В 2018 году, когда программа запускалась, в ней участвовали 11 семей. Сейчас их уже больше 100. У нас 16 закрытых случаев. Это мало, если смотреть, сколько семей в работе в этом году, но много, если понимать, что в первые годы семей было гораздо меньше. Есть три таких семьи, с которыми мы закончили работу, но потом они снова к нам обратились.

— Если в процессе работы выясняется, что на самом деле в семье есть угроза для ребенка, вы передаете информацию органам опеки?

— Да. Если мы узнаем о жестоком обращении, мы по закону обязаны это делать.

— Бывает, что люди, сами того не понимая, рассказывают о чем-то подобном в процессе терапии?

— Если речь идет о криках и шлепках, мы разговариваем с родителем, объясняем, что это плохо и неправильно, договариваемся, что так не нужно делать, обещаем, что постараемся максимально их поддерживать, чтобы они справлялись. 

О жестоком обращении люди вряд ли будут рассказывать. Скорее, могут говорить об очень сильной злости на детей. Когда в семье кризисная ситуация, злость может зашкаливать. Это вызывает и стыд, и вину.
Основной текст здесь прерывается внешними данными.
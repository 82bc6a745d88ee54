//! Fuzz target: notification payload decoding
//!
//! Feeds arbitrary bytes through the same path a chunk or stats reply
//! takes: UTF-8 decode and trim, error classification, hex decode and
//! stats parsing. None of it may panic.
//!
//! cargo fuzz run fuzz_reply_decoder

#![no_main]

use beanlink::rpc::codec;
use libfuzzer_sys::fuzz_target;

fuzz_target!(|data: &[u8]| {
    let Ok(text) = codec::decode_text(data) else {
        return;
    };
    assert_eq!(text.trim(), text);

    if codec::is_error_reply(&text) {
        return;
    }

    if let Ok(bytes) = codec::decode_hex(&text) {
        assert_eq!(bytes.len() * 2, text.len());
    }

    if let Ok(stats) = codec::parse_stats(&text) {
        assert!(!stats.filename.is_empty());
        assert!(!stats.filename.contains(['/', '\\']));
    }
});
Мы работаем с чувствами родителей, снимаем [внутреннюю] стигму: объясняем, что все это нормально, все родители злятся на детей, все ругаются, всем бывает лень что-то делать, что далеко не все проблемы от бедности. 

Подпишитесь на рассылку «Важных историй»
Читайте тексты о том, как живут в российской деревне, первыми

— Вообще инициатив, которые оказывали бы психологическую помощь людям в трудном материальном положении, в России почти нет — чаще речь идет о помощи людям с более специфическими проблемами. Ваша программа существует только в Смоленской области? Есть ли какие-то аналоги?

— Фонд «Дети наши» работает не только в Смоленской области, но именно детский дом «Сафоновский» в Смоленске (школа-интернат в деревне Клинка Смоленской области, фонд начинал работу с организации кружков и мастерских там. Прим. ред.) стал колыбелью нашего фонда, именно с него начались волонтерские поездки. Поэтому оттуда началось и основное расширение. Многие наши программы уже работают и в других областях, но эта пока только там.

Многие фонды, которые занимаются профилактикой социального сиротства, стараются делать это комплексно. Но есть и те, кто оказывает только материальную помощь. Могут прийти волонтеры, сделать уборку, купить продуктов. Это тоже важно, но мне кажется, важнее дать человеку почувствовать собственные возможности. Например, если это молодая мама из детского дома, волонтер может не принести еду, а показать, как готовить простые блюда. Бывает, что материальная помощь только поддерживает выученную беспомощность.